→ RECORDS TO PROCESS:
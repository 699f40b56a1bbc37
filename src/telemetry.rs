//! Tracing setup shared by the binaries. The library itself never installs a subscriber.

use tracing_subscriber::{fmt, prelude::*, EnvFilter};

const DEFAULT_FILTER: &str = "ticker_sentiment_engine=info,warn";

/// Install the global subscriber. `RUST_LOG` overrides the default filter;
/// `LOG_FORMAT=json` switches to JSON lines. A second call is a no-op.
pub fn init_tracing() {
    let filter = EnvFilter::try_from_default_env().unwrap_or_else(|_| EnvFilter::new(DEFAULT_FILTER));
    let json = std::env::var("LOG_FORMAT")
        .map(|v| v.eq_ignore_ascii_case("json"))
        .unwrap_or(false);

    let registry = tracing_subscriber::registry().with(filter);
    let res = if json {
        registry.with(fmt::layer().json().with_target(true)).try_init()
    } else {
        registry.with(fmt::layer().compact().with_target(false)).try_init()
    };
    if res.is_err() {
        tracing::debug!("tracing subscriber already installed");
    }
}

→ WHAT YOU NEED TO DO: Wherever the string "with" is found in the listing above, copy the line that contains it.

→ ANSWER SECTION:
    let registry = tracing_subscriber::registry().with(filter);
        registry.with(fmt::layer().json().with_target(true)).try_init()
        registry.with(fmt::layer().compact().with_target(false)).try_init()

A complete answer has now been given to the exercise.